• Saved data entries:
***

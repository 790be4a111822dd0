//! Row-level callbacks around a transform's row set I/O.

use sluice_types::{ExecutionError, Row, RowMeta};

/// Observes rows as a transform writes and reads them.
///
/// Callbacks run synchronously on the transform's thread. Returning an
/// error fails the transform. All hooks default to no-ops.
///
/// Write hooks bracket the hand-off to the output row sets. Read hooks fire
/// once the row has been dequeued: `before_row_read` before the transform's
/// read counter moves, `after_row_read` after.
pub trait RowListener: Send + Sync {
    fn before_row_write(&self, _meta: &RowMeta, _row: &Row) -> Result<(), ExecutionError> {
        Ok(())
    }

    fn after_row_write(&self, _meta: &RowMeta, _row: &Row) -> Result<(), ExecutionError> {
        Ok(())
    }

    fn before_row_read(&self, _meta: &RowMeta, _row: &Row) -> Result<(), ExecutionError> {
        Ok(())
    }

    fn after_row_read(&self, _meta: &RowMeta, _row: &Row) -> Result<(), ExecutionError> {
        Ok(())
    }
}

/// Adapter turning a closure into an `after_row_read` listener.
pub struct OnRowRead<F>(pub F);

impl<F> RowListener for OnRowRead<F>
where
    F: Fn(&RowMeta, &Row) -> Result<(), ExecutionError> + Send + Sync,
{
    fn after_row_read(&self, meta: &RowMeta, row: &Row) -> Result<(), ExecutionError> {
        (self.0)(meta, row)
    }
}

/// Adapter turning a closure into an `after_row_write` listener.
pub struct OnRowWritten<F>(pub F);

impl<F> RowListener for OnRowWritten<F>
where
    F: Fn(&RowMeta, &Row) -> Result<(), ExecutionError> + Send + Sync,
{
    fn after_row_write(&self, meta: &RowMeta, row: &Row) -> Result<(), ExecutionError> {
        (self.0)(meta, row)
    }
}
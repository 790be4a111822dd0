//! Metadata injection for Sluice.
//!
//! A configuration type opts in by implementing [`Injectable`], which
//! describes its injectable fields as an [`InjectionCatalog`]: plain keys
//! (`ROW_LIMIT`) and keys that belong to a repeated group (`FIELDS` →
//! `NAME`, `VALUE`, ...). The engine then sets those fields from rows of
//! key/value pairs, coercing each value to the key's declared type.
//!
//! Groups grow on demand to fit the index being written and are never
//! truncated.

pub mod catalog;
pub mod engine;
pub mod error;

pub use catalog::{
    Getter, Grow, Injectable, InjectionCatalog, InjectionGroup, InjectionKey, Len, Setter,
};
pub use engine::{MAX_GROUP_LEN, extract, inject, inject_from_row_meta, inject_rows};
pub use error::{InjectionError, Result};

***

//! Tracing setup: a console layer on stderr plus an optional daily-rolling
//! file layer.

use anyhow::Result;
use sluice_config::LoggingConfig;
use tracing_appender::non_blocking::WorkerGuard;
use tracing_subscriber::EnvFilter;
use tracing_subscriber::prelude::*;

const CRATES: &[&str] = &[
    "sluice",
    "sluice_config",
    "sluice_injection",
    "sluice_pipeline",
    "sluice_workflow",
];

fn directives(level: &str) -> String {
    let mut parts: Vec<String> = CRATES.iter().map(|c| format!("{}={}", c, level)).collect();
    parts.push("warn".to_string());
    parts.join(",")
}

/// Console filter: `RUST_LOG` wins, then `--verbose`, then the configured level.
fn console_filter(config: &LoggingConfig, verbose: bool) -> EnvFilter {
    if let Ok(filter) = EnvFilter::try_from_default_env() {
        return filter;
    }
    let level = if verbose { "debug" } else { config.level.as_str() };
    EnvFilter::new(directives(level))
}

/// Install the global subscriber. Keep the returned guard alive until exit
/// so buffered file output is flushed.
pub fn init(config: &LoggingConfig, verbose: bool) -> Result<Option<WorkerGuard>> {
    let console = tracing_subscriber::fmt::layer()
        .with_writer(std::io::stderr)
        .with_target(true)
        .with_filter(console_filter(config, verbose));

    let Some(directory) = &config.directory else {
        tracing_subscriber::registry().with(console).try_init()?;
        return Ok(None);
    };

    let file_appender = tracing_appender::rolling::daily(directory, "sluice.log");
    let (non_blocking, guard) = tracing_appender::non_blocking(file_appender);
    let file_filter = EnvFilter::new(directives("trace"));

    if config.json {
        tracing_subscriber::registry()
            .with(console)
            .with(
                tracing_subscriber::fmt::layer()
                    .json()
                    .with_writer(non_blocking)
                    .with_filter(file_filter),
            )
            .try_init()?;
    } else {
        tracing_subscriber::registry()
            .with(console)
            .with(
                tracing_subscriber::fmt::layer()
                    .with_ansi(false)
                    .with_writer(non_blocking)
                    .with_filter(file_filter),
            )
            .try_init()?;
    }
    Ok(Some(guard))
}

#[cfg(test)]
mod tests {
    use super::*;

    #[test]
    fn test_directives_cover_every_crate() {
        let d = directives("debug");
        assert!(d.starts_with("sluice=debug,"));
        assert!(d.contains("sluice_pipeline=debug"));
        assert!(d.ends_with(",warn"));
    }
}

***

Transcribe the records above from the line holding "fn after_row_read(&self, _meta: &RowMeta, _row: &Row)" down to the line holding "A configuration type", inclusive, without adding anything.

    fn after_row_read(&self, _meta: &RowMeta, _row: &Row) -> Result<(), ExecutionError> {
        Ok(())
    }
}

/// Adapter turning a closure into an `after_row_read` listener.
pub struct OnRowRead<F>(pub F);

impl<F> RowListener for OnRowRead<F>
where
    F: Fn(&RowMeta, &Row) -> Result<(), ExecutionError> + Send + Sync,
{
    fn after_row_read(&self, meta: &RowMeta, row: &Row) -> Result<(), ExecutionError> {
        (self.0)(meta, row)
    }
}

/// Adapter turning a closure into an `after_row_write` listener.
pub struct OnRowWritten<F>(pub F);

impl<F> RowListener for OnRowWritten<F>
where
    F: Fn(&RowMeta, &Row) -> Result<(), ExecutionError> + Send + Sync,
{
    fn after_row_write(&self, meta: &RowMeta, row: &Row) -> Result<(), ExecutionError> {
        (self.0)(meta, row)
    }
}
repository 790be4a111822dd0
//! Metadata injection for Sluice.
//!
//! A configuration type opts in by implementing [`Injectable`], which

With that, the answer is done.